Records for this exercise:
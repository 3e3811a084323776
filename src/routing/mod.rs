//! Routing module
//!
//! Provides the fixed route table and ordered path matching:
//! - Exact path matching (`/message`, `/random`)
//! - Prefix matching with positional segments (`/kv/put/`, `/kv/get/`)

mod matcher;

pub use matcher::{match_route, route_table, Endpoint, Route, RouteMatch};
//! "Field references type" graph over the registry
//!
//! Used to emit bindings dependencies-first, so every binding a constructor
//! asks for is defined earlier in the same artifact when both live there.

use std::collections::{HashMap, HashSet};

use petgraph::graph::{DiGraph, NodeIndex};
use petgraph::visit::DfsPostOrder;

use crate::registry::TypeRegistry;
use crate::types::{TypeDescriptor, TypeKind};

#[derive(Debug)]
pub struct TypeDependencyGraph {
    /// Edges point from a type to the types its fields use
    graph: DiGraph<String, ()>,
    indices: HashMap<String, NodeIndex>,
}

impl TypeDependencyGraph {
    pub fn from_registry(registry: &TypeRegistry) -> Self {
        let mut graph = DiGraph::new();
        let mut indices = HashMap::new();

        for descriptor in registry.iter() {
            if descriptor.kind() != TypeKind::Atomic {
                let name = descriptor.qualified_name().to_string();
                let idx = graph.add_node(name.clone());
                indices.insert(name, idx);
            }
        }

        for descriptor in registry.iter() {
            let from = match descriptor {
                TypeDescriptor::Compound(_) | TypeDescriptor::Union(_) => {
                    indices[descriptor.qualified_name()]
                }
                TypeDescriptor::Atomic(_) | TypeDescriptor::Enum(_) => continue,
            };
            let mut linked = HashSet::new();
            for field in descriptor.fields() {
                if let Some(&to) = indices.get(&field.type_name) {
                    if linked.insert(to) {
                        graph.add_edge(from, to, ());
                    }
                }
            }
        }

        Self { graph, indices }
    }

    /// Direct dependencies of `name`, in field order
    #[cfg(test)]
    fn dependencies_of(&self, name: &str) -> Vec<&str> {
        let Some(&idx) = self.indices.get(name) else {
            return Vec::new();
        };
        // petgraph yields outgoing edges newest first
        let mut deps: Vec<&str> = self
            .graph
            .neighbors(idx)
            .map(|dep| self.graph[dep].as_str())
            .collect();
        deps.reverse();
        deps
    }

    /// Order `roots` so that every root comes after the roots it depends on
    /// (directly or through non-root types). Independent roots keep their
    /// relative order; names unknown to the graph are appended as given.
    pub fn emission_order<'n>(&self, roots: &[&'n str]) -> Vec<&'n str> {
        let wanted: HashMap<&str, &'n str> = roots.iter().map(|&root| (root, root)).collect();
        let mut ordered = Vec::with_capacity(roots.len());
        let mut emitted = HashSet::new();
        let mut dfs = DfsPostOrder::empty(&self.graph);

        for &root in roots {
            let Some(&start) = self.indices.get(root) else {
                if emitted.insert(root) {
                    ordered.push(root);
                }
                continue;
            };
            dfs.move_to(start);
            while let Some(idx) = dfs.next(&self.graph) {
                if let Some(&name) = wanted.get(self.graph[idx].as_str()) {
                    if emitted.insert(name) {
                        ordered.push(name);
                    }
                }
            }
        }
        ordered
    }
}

Work to be completed: Reproduce the entries above in full by retyping them exactly.

Response:
repository 3e3811a084323776
filename src/routing/mod.rs
//! Routing module
//!
//! Provides the fixed route table and ordered path matching:
//! - Exact path matching (`/message`, `/random`)
//! - Prefix matching with positional segments (`/kv/put/`, `/kv/get/`)

mod matcher;

pub use matcher::{match_route, route_table, Endpoint, Route, RouteMatch};
//! "Field references type" graph over the registry
//!
//! Used to emit bindings dependencies-first, so every binding a constructor
//! asks for is defined earlier in the same artifact when both live there.

use std::collections::{HashMap, HashSet};

use petgraph::graph::{DiGraph, NodeIndex};
use petgraph::visit::DfsPostOrder;

use crate::registry::TypeRegistry;
use crate::types::{TypeDescriptor, TypeKind};

#[derive(Debug)]
pub struct TypeDependencyGraph {
    /// Edges point from a type to the types its fields use
    graph: DiGraph<String, ()>,
    indices: HashMap<String, NodeIndex>,
}

impl TypeDependencyGraph {
    pub fn from_registry(registry: &TypeRegistry) -> Self {
        let mut graph = DiGraph::new();
        let mut indices = HashMap::new();

        for descriptor in registry.iter() {
            if descriptor.kind() != TypeKind::Atomic {
                let name = descriptor.qualified_name().to_string();
                let idx = graph.add_node(name.clone());
                indices.insert(name, idx);
            }
        }

        for descriptor in registry.iter() {
            let from = match descriptor {
                TypeDescriptor::Compound(_) | TypeDescriptor::Union(_) => {
                    indices[descriptor.qualified_name()]
                }
                TypeDescriptor::Atomic(_) | TypeDescriptor::Enum(_) => continue,
            };
            let mut linked = HashSet::new();
            for field in descriptor.fields() {
                if let Some(&to) = indices.get(&field.type_name) {
                    if linked.insert(to) {
                        graph.add_edge(from, to, ());
                    }
                }
            }
        }

        Self { graph, indices }
    }

    /// Direct dependencies of `name`, in field order
    #[cfg(test)]
    fn dependencies_of(&self, name: &str) -> Vec<&str> {
        let Some(&idx) = self.indices.get(name) else {
            return Vec::new();
        };
        // petgraph yields outgoing edges newest first
        let mut deps: Vec<&str> = self
            .graph
            .neighbors(idx)
            .map(|dep| self.graph[dep].as_str())
            .collect();
        deps.reverse();
        deps
    }

    /// Order `roots` so that every root comes after the roots it depends on
    /// (directly or through non-root types). Independent roots keep their
    /// relative order; names unknown to the graph are appended as given.
    pub fn emission_order<'n>(&self, roots: &[&'n str]) -> Vec<&'n str> {
        let wanted: HashMap<&str, &'n str> = roots.iter().map(|&root| (root, root)).collect();
        let mut ordered = Vec::with_capacity(roots.len());
        let mut emitted = HashSet::new();
        let mut dfs = DfsPostOrder::empty(&self.graph);

        for &root in roots {
            let Some(&start) = self.indices.get(root) else {
                if emitted.insert(root) {
                    ordered.push(root);
                }
                continue;
            };
            dfs.move_to(start);
            while let Some(idx) = dfs.next(&self.graph) {
                if let Some(&name) = wanted.get(self.graph[idx].as_str()) {
                    if emitted.insert(name) {
                        ordered.push(name);
                    }
                }
            }
        }
        ordered
    }
}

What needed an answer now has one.